:: Task statement ::
Answer with a bare number: the count of lines in the data below that contain the word "CanRead".

:: Supplied material ::
--- --- ---
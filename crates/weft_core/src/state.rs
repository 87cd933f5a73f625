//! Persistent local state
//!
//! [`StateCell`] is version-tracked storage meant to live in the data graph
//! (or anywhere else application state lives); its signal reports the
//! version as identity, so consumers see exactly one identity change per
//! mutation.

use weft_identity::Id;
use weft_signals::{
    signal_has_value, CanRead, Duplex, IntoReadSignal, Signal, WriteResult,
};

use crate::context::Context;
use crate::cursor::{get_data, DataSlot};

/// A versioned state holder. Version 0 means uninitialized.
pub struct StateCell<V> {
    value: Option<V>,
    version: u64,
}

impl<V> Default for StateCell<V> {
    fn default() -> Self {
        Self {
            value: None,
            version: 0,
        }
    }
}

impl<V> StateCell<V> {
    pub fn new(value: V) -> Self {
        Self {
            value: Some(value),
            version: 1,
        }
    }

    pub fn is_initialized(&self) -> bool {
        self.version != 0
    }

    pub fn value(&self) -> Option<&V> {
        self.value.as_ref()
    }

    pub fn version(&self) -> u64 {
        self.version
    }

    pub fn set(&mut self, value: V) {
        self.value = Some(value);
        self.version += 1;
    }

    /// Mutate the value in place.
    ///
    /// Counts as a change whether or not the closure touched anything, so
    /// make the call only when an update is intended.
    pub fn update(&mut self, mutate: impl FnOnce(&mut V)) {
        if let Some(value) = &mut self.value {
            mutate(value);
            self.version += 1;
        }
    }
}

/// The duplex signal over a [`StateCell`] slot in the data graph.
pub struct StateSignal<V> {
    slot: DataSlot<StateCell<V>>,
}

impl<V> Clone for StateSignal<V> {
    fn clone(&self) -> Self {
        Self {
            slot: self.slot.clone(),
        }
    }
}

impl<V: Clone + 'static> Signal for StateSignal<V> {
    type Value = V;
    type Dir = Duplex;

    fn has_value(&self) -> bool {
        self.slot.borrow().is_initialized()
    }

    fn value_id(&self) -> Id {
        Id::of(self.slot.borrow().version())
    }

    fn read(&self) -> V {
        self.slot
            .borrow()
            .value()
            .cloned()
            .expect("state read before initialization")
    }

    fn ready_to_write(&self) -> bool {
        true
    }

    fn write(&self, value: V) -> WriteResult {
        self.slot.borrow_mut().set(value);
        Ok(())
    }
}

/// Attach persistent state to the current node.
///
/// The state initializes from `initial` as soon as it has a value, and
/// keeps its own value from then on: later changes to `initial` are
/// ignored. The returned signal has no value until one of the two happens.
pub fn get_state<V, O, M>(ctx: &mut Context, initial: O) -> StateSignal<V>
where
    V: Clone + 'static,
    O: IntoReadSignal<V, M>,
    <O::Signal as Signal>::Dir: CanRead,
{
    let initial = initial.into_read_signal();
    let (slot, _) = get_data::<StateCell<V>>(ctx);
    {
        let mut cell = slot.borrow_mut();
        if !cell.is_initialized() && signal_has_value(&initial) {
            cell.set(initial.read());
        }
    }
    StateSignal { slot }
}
--- --- ---
:: Solved exercise ::
2